As is customary for publications in early January, New Thinking had a fresh batch of articles dedicated to those looking to turn a new, healthy page with the start of the year. Jaime Andrews gave us an approachable guide to setting resolutions we could actually follow, while Jennifer Kurdyla explained the “anti-cleanse” Ayurvedic approach to that popular ritual for those who went hard on the sugar and booze during the holidays. Fittingly, our site itself embarked on a cyber refresh with its very own shiny new domain name, as we’ve officially moved over to newthinking.com. A poetic time to migrate!
We’re a solid week and some change into the new year, which means that, by now, our resolutions have been put to the test. Having been one of those aforementioned people who overindulged during December, I decided to start the year right with my friends at School of Thot, resetting my diet through macro counting, while giving my poor liver a break with a dry January. (Given that my husband and I were gifted a wine advent calendar for December—which meant we were basically guaranteed to be drinking daily—this is a must.) So far, so good. It’s been unexpectedly fun to revisit my favorite non-alcoholic beverage options. Hello, old friends—welcome back to my fridge.
Taking stock of how it’s going so far, I can say I gleaned a fair amount of helpful, actionable advice from both Jaime’s and Jennifer’s articles, as different as their approaches may be. While initially, I dreaded the thought of leaving behind my carb fest of Christmas cookies, it’s been a welcome relief to have the structure of a daily meal plan. Like Jennifer mentioned in her article, one of the biggest forms of stress around food sometimes comes from just trying to decide what to eat. Whether simplifying with a mono-diet for a period of time—like she suggests in her article—or following a straightforward, macro-balanced meal plan for your daily intake, it’s psychologically soothing just to know your food has already been figured out for the day. While it requires time to prep my food, having my stock options ready to eat gives me one less decision I have to make during this hectic start of the year. Plus, it’s healthier and cheaper than takeout, which would be my regular go-to for stress eating.
Meanwhile, I appreciated Jaime’s practical approach to choosing manageable changes-—and how we should all give ourselves grace when tackling these resolutions. It’s so easy to go into all-or-nothing thinking if you’re being too ambitious or extreme with your goals. Signing up for the gym, swearing to work out at 5 am every day, and then you’re suddenly one of those people who pays monthly and never visits. Pledge to do the Whole 30, eat one cookie, and suddenly you’re eating a whole sleeve. But as Jaime says, “You can choose to restart whenever you want, there are no rules saying you can’t.” One cookie is fine. Just restart your eating plan. One day off from the gym is fine—but hold yourself accountable and go tomorrow.
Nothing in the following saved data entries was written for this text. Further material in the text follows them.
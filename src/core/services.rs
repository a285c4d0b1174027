use crate::constants::{
    BALANCES_QUERIED, BALANCE_TOLERANCE, EXPENSE_ADDED, EXPENSE_DELETED, EXPENSE_UPDATED, GROUP_CREATED,
    MEMBER_ADDED, SETTLEMENT_ACCEPTED, SETTLEMENT_CREATED, SETTLEMENT_HISTORY_QUERIED, SETTLEMENT_MODE_CHANGED,
    SETTLEMENT_REJECTED, SETTLEMENT_RESENT, USER_CREATED,
};
use crate::core::adjustment::apply_global_adjustment;
use crate::core::balance::{is_settled, user_group_balance};
use crate::core::errors::DivvyError;
use crate::core::models::{
    audit::ActivityLog,
    balance::{MemberBalance, NetBalance, SuggestedSettlement},
    expense::{Expense, ExpenseWithSplits, Split},
    group::{Group, GroupMember},
    settlement::{Settlement, SettlementStatus},
    user::{SettlementMode, User},
};
use crate::core::optimizer::optimize_settlements;
use crate::infrastructure::logging::LoggingService;
use crate::infrastructure::notify::{Event, Notifier};
use crate::infrastructure::storage::{CasOutcome, SettlementFilter, Storage};
use chrono::Utc;
use log::{debug, info, warn};
use serde_json::json;
use std::collections::HashMap;
use uuid::Uuid;

pub struct DivvyService<L: LoggingService, S: Storage, N: Notifier> {
    storage: S,
    logging: L,
    notifier: N,
}
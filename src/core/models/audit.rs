use chrono::{DateTime, Utc};
use serde::{Deserialize, Serialize};
use utoipa::ToSchema;

/// One recorded service action. Collected by the activity-log collaborator;
/// the core only appends, it never reads these back for computation.
#[derive(Clone, Debug, Serialize, Deserialize, ToSchema)]
pub struct ActivityLog {
    pub id: String,
    pub action: String,
    pub user_id: Option<String>,
    #[schema(value_type = Object)]
    pub details: serde_json::Value,
    #[schema(value_type = String, example = "2024-06-01T12:34:56Z")]
    pub timestamp: DateTime<Utc>,
}
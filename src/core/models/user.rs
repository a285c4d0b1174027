use serde::{Deserialize, Serialize};
use utoipa::ToSchema;

/// Controls how accepted global settlements affect the balance view a user
/// sees for any single group.
#[derive(Clone, Copy, Debug, Default, Serialize, Deserialize, ToSchema, PartialEq, Eq)]
#[serde(rename_all = "snake_case")]
pub enum SettlementMode {
    /// Cross-group settlements never touch a group balance.
    #[default]
    Separate,
    /// Accepted global settlements are folded into the returned net.
    AutoAdjust,
    /// The adjustment is computed and exposed for display, but the net used
    /// for owes/is-owed classification stays the group-local one.
    Hybrid,
}

#[derive(Clone, Debug, Serialize, Deserialize, ToSchema)]
pub struct User {
    pub id: String,
    pub name: String,
    pub email: String,
    pub settlement_mode: SettlementMode,
}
I, for one, wanted to follow Jaime’s advice and make a vision board… which I still haven’t. But guess what? I’mma do it. Because there’s no rule that you can only do that shit on January 1.
If you’re reading this and thinking, “Well shoot, I didn’t make resolutions this year,” I’ll challenge you to make them now. Pick a goal, make it attainable, something you can do daily, and then get a buddy who will hold you to it. If you’re a stressed mess or have been feeling uncomfortable in your body, some enormously good yet attainable daily goals that any doctor would be thrilled to see you tackle are: meditating, walking 10,000 steps, or drinking a gallon of water. If you’re feeling ballsy, you might want to tackle all of these, but maybe start with one and add on once you’ve built the first new, healthy habit.
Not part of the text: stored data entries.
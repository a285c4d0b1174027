use crate::core::errors::DivvyError;
use crate::core::models::settlement::SettlementStatus;
use crate::infrastructure::storage::{CasOutcome, SettlementFilter, Storage};
use crate::tests::{create_test_context, setup_pair, shares};

#[tokio::test]
async fn non_positive_amounts_are_rejected_before_persisting() {
    let ctx = create_test_context();
    let (alice, bob, group) = setup_pair(&ctx).await;

    for amount in [0.0, -5.0] {
        let result = ctx
            .service
            .record_settlement(&group.id, &bob.id, &alice.id, amount, None)
            .await;
        assert!(matches!(result, Err(DivvyError::InvalidAmount)));
    }

    let persisted = ctx
        .storage
        .list_settlements(SettlementFilter::default())
        .await
        .unwrap();
    assert!(persisted.is_empty());
}

#[tokio::test]
async fn self_settlement_and_non_members_are_rejected() {
    let ctx = create_test_context();
    let (alice, bob, group) = setup_pair(&ctx).await;
    let outsider = ctx
        .service
        .create_user("Mallory".to_string(), "mallory@example.com".to_string())
        .await
        .unwrap();

    let result = ctx
        .service
        .record_settlement(&group.id, &bob.id, &bob.id, 10.0, None)
        .await;
    assert!(matches!(result, Err(DivvyError::SelfSettlement)));

    let result = ctx
        .service
        .record_settlement(&group.id, &bob.id, &outsider.id, 10.0, None)
        .await;
    assert!(matches!(result, Err(DivvyError::NotGroupMember(_))));

    let result = ctx
        .service
        .record_settlement(&group.id, &outsider.id, &alice.id, 10.0, None)
        .await;
    assert!(matches!(result, Err(DivvyError::NotGroupMember(_))));
}

#[tokio::test]
async fn only_the_recipient_resolves_a_settlement() {
    let ctx = create_test_context();
    let (alice, bob, group) = setup_pair(&ctx).await;

    let settlement = ctx
        .service
        .record_settlement(&group.id, &bob.id, &alice.id, 25.0, Some("thanks".to_string()))
        .await
        .unwrap();
    assert_eq!(settlement.status, SettlementStatus::Pending);

    // The sender cannot accept their own proposal.
    let result = ctx.service.accept_settlement(&settlement.id, &bob.id).await;
    assert!(matches!(result, Err(DivvyError::NotAuthorized { .. })));

    let accepted = ctx.service.accept_settlement(&settlement.id, &alice.id).await.unwrap();
    assert_eq!(accepted.status, SettlementStatus::Accepted);
}

#[tokio::test]
async fn terminal_settlements_cannot_transition_again() {
    let ctx = create_test_context();
    let (alice, bob, group) = setup_pair(&ctx).await;

    let settlement = ctx
        .service
        .record_settlement(&group.id, &bob.id, &alice.id, 25.0, None)
        .await
        .unwrap();
    ctx.service.accept_settlement(&settlement.id, &alice.id).await.unwrap();

    let again = ctx.service.accept_settlement(&settlement.id, &alice.id).await;
    match again {
        Err(DivvyError::InvalidSettlementState(status)) => assert_eq!(status, "accepted"),
        other => panic!("expected InvalidSettlementState, got {:?}", other),
    }
    let reject = ctx
        .service
        .reject_settlement(&settlement.id, &alice.id, None)
        .await;
    assert!(matches!(reject, Err(DivvyError::InvalidSettlementState(_))));
}

#[tokio::test]
async fn rejection_records_the_reason() {
    let ctx = create_test_context();
    let (alice, bob, group) = setup_pair(&ctx).await;

    let settlement = ctx
        .service
        .record_settlement(&group.id, &bob.id, &alice.id, 25.0, None)
        .await
        .unwrap();
    let rejected = ctx
        .service
        .reject_settlement(&settlement.id, &alice.id, Some("paid in cash".to_string()))
        .await
        .unwrap();
    assert_eq!(rejected.status, SettlementStatus::Rejected);
    assert_eq!(rejected.rejected_reason.as_deref(), Some("paid in cash"));
}

#[tokio::test]
async fn losing_a_cas_race_surfaces_a_conflict() {
    let ctx = create_test_context();
    let (alice, bob, group) = setup_pair(&ctx).await;

    let settlement = ctx
        .service
        .record_settlement(&group.id, &bob.id, &alice.id, 25.0, None)
        .await
        .unwrap();

    let first = ctx
        .storage
        .cas_update_settlement_status(&settlement.id, SettlementStatus::Pending, SettlementStatus::Accepted, None)
        .await
        .unwrap();
    assert!(matches!(first, CasOutcome::Applied(_)));

    // A racer that read `pending` before the first write landed.
    let second = ctx
        .storage
        .cas_update_settlement_status(&settlement.id, SettlementStatus::Pending, SettlementStatus::Rejected, None)
        .await
        .unwrap();
    match second {
        CasOutcome::Conflict(current) => assert_eq!(current.status, SettlementStatus::Accepted),
        CasOutcome::Applied(_) => panic!("second transition should have lost the race"),
    }
}

#[tokio::test]
async fn resend_creates_a_new_pending_settlement() {
    let ctx = create_test_context();
    let (alice, bob, group) = setup_pair(&ctx).await;

    let original = ctx
        .service
        .record_settlement(&group.id, &bob.id, &alice.id, 25.0, Some("round 1".to_string()))
        .await
        .unwrap();

    // Only a rejected settlement can be resent.
    let early = ctx
        .service
        .resend_settlement(&original.id, &bob.id, None, None)
        .await;
    assert!(matches!(early, Err(DivvyError::NotRejected(_))));

    ctx.service
        .reject_settlement(&original.id, &alice.id, Some("wrong amount".to_string()))
        .await
        .unwrap();

    // Only the original sender may resend.
    let wrong_actor = ctx
        .service
        .resend_settlement(&original.id, &alice.id, Some(30.0), None)
        .await;
    assert!(matches!(wrong_actor, Err(DivvyError::NotAuthorized { .. })));

    let resent = ctx
        .service
        .resend_settlement(&original.id, &bob.id, Some(30.0), Some("round 2".to_string()))
        .await
        .unwrap();
    assert_ne!(resent.id, original.id);
    assert_eq!(resent.status, SettlementStatus::Pending);
    assert_eq!(resent.amount, 30.0);
    assert_eq!(resent.resend_of.as_deref(), Some(original.id.as_str()));

    // The rejected original is untouched.
    let stored = ctx.storage.get_settlement(&original.id).await.unwrap().unwrap();
    assert_eq!(stored.status, SettlementStatus::Rejected);
    assert_eq!(stored.rejected_reason.as_deref(), Some("wrong amount"));
}

#[tokio::test]
async fn history_filters_by_involvement_and_status() {
    let ctx = create_test_context();
    let (alice, bob, group) = setup_pair(&ctx).await;
    let carol = ctx
        .service
        .create_user("Carol".to_string(), "carol@example.com".to_string())
        .await
        .unwrap();
    ctx.service
        .add_member_to_group(&group.id, &carol.id, &alice.id)
        .await
        .unwrap();

    let first = ctx
        .service
        .record_settlement(&group.id, &bob.id, &alice.id, 10.0, None)
        .await
        .unwrap();
    ctx.service.accept_settlement(&first.id, &alice.id).await.unwrap();
    ctx.service
        .record_settlement(&group.id, &carol.id, &alice.id, 5.0, None)
        .await
        .unwrap();

    let bob_history = ctx
        .service
        .get_settlement_history(&group.id, &bob.id, None)
        .await
        .unwrap();
    assert_eq!(bob_history.len(), 1);
    assert_eq!(bob_history[0].id, first.id);

    let alice_pending = ctx
        .service
        .get_settlement_history(&group.id, &alice.id, Some(SettlementStatus::Pending))
        .await
        .unwrap();
    assert_eq!(alice_pending.len(), 1);
    assert_eq!(alice_pending[0].from_user_id, carol.id);
}

#[tokio::test]
async fn transitions_publish_to_the_counterparty() {
    let ctx = create_test_context();
    let (alice, bob, group) = setup_pair(&ctx).await;

    let settlement = ctx
        .service
        .record_settlement(&group.id, &bob.id, &alice.id, 25.0, None)
        .await
        .unwrap();
    ctx.service.accept_settlement(&settlement.id, &alice.id).await.unwrap();

    let published = ctx.notifier.published().await;
    assert_eq!(published.len(), 2);
    // Proposal goes to the recipient, resolution back to the sender.
    assert_eq!(published[0].0, alice.id);
    assert_eq!(published[0].1.kind, "settlement_proposed");
    assert_eq!(published[1].0, bob.id);
    assert_eq!(published[1].1.kind, "settlement_resolved");
}

#[tokio::test]
async fn expense_shares_pay_down_through_accepted_settlements_only() {
    let ctx = create_test_context();
    let (alice, bob, group) = setup_pair(&ctx).await;

    ctx.service
        .add_expense(
            &group.id,
            &alice.id,
            80.0,
            "USD".to_string(),
            "food".to_string(),
            String::new(),
            shares(&[(&alice.id, 40.0), (&bob.id, 40.0)]),
            &alice.id,
        )
        .await
        .unwrap();

    let partial = ctx
        .service
        .record_settlement(&group.id, &bob.id, &alice.id, 15.0, None)
        .await
        .unwrap();
    ctx.service.accept_settlement(&partial.id, &alice.id).await.unwrap();

    let balances = ctx.service.get_group_balances(&group.id).await.unwrap();
    let bob_balance = balances.iter().find(|b| b.user_id == bob.id).unwrap();
    assert_eq!(bob_balance.paid_settlements, 15.0);
    assert_eq!(bob_balance.net, -25.0);
}
use crate::core::errors::DivvyError;
use crate::core::models::{
    expense::{Expense, ExpenseWithSplits, Split},
    group::{Group, GroupMember},
    settlement::{Settlement, SettlementStatus},
    user::User,
};
use crate::infrastructure::storage::{CasOutcome, SettlementFilter, Storage};
use async_trait::async_trait;
use chrono::Utc;
use std::collections::HashMap;
use std::sync::Arc;
use tokio::sync::RwLock;

#[derive(Clone, Default)]
pub struct InMemoryStorage {
    users: Arc<RwLock<HashMap<String, User>>>,
    users_by_email: Arc<RwLock<HashMap<String, String>>>,
    groups: Arc<RwLock<HashMap<String, Group>>>,
    expenses: Arc<RwLock<HashMap<String, Expense>>>,
    splits: Arc<RwLock<HashMap<String, Vec<Split>>>>,
    settlements: Arc<RwLock<HashMap<String, Settlement>>>,
}

impl InMemoryStorage {
    pub fn new() -> Self {
        Self::default()
    }
}

#[async_trait]
impl Storage for InMemoryStorage {
    async fn create_user_if_not_exists(&self, user: User) -> Result<User, DivvyError> {
        let mut users_by_email = self.users_by_email.write().await;
        if users_by_email.contains_key(&user.email) {
            return Err(DivvyError::EmailAlreadyRegistered(user.email));
        }
        users_by_email.insert(user.email.clone(), user.id.clone());
        let mut users = self.users.write().await;
        users.insert(user.id.clone(), user.clone());
        Ok(user)
    }

    async fn get_user(&self, user_id: &str) -> Result<Option<User>, DivvyError> {
        let users = self.users.read().await;
        Ok(users.get(user_id).cloned())
    }

    async fn update_user(&self, user: User) -> Result<User, DivvyError> {
        let mut users = self.users.write().await;
        if !users.contains_key(&user.id) {
            return Err(DivvyError::UserNotFound(user.id));
        }
        users.insert(user.id.clone(), user.clone());
        Ok(user)
    }

    async fn save_group(&self, group: Group) -> Result<(), DivvyError> {
        let mut groups = self.groups.write().await;
        groups.insert(group.id.clone(), group);
        Ok(())
    }

    async fn get_group(&self, group_id: &str) -> Result<Option<Group>, DivvyError> {
        let groups = self.groups.read().await;
        Ok(groups.get(group_id).cloned())
    }

    async fn list_memberships(&self, group_id: &str) -> Result<Vec<GroupMember>, DivvyError> {
        let groups = self.groups.read().await;
        groups
            .get(group_id)
            .map(|g| g.members.clone())
            .ok_or_else(|| DivvyError::GroupNotFound(group_id.to_string()))
    }

    async fn create_expense(&self, expense: Expense) -> Result<Expense, DivvyError> {
        let mut expenses = self.expenses.write().await;
        expenses.insert(expense.id.clone(), expense.clone());
        Ok(expense)
    }

    async fn get_expense(&self, expense_id: &str) -> Result<Option<Expense>, DivvyError> {
        let expenses = self.expenses.read().await;
        Ok(expenses.get(expense_id).cloned())
    }

    async fn update_expense(&self, expense: Expense) -> Result<Expense, DivvyError> {
        let mut expenses = self.expenses.write().await;
        if !expenses.contains_key(&expense.id) {
            return Err(DivvyError::ExpenseNotFound(expense.id));
        }
        expenses.insert(expense.id.clone(), expense.clone());
        Ok(expense)
    }

    async fn save_splits(&self, expense_id: &str, new_splits: Vec<Split>) -> Result<(), DivvyError> {
        let mut splits = self.splits.write().await;
        splits.insert(expense_id.to_string(), new_splits);
        Ok(())
    }

    async fn delete_expense(&self, expense_id: &str) -> Result<(), DivvyError> {
        let mut expenses = self.expenses.write().await;
        let mut splits = self.splits.write().await;
        expenses.remove(expense_id);
        splits.remove(expense_id);
        Ok(())
    }

    async fn list_expenses_with_splits(&self, group_id: &str) -> Result<Vec<ExpenseWithSplits>, DivvyError> {
        let expenses = self.expenses.read().await;
        let splits = self.splits.read().await;
        Ok(expenses
            .values()
            .filter(|e| e.group_id == group_id)
            .map(|e| ExpenseWithSplits {
                expense: e.clone(),
                splits: splits.get(&e.id).cloned().unwrap_or_default(),
            })
            .collect())
    }

    async fn create_settlement(&self, settlement: Settlement) -> Result<Settlement, DivvyError> {
        let mut settlements = self.settlements.write().await;
        settlements.insert(settlement.id.clone(), settlement.clone());
        Ok(settlement)
    }

    async fn get_settlement(&self, settlement_id: &str) -> Result<Option<Settlement>, DivvyError> {
        let settlements = self.settlements.read().await;
        Ok(settlements.get(settlement_id).cloned())
    }

    async fn list_settlements(&self, filter: SettlementFilter) -> Result<Vec<Settlement>, DivvyError> {
        let settlements = self.settlements.read().await;
        let mut matched: Vec<Settlement> = settlements.values().filter(|s| filter.matches(s)).cloned().collect();
        matched.sort_by(|a, b| a.created_at.cmp(&b.created_at).then_with(|| a.id.cmp(&b.id)));
        Ok(matched)
    }

    async fn cas_update_settlement_status(
        &self,
        settlement_id: &str,
        expected: SettlementStatus,
        new: SettlementStatus,
        rejected_reason: Option<String>,
    ) -> Result<CasOutcome, DivvyError> {
        // The write lock is held across the compare and the swap, so two
        // racing transitions serialize and exactly one sees `expected`.
        let mut settlements = self.settlements.write().await;
        let settlement = settlements
            .get_mut(settlement_id)
            .ok_or_else(|| DivvyError::SettlementNotFound(settlement_id.to_string()))?;

        if settlement.status != expected {
            return Ok(CasOutcome::Conflict(settlement.clone()));
        }

        settlement.status = new;
        if new == SettlementStatus::Rejected {
            settlement.rejected_reason = rejected_reason;
        }
        settlement.updated_at = Utc::now();
        Ok(CasOutcome::Applied(settlement.clone()))
    }
}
If those resolutions don’t suit you, perhaps you’d like to change your mind… literally. One of the best things I learned back in my early days of self-brainwashing was that you actually can change yourself by forcefully reprogramming your thoughts into new patterns. This sounds aggressive, but for most people, it just means saying nice things to yourself frequently. You’ve heard of affirmations, right? They might be trendy, but really it’s just a woo-woo filter put on cognitive behavioral therapy, where you do exercises to interrupt automatic negative thoughts, thereby reprogramming your brain. If you’re in a negative thought pattern, your brain is likely talking shit to you on the regular. So just start talking NICE shit to yourself on purpose. Tell yourself you are the thing you want to become—”I love my body, I love myself, I’m successful and smart”—and after enough internalizing, you’ll believe it’s true, and then it will become true. I’ve met enough delusional types who made it big in Hollywood to know this is a real phenomenon.
The old adage claims people don’t change, but in reality, we’re all changing daily. We’re aging, growing, living, dying. Change really is the only reliable constant in life. So why not embrace that and exercise some agency during your stay on this pale blue dot? Who knows if we will all live to realize our best selves: but if we keep telling ourselves that’s what we already are, we just might be lucky enough to live to the day when we believe it.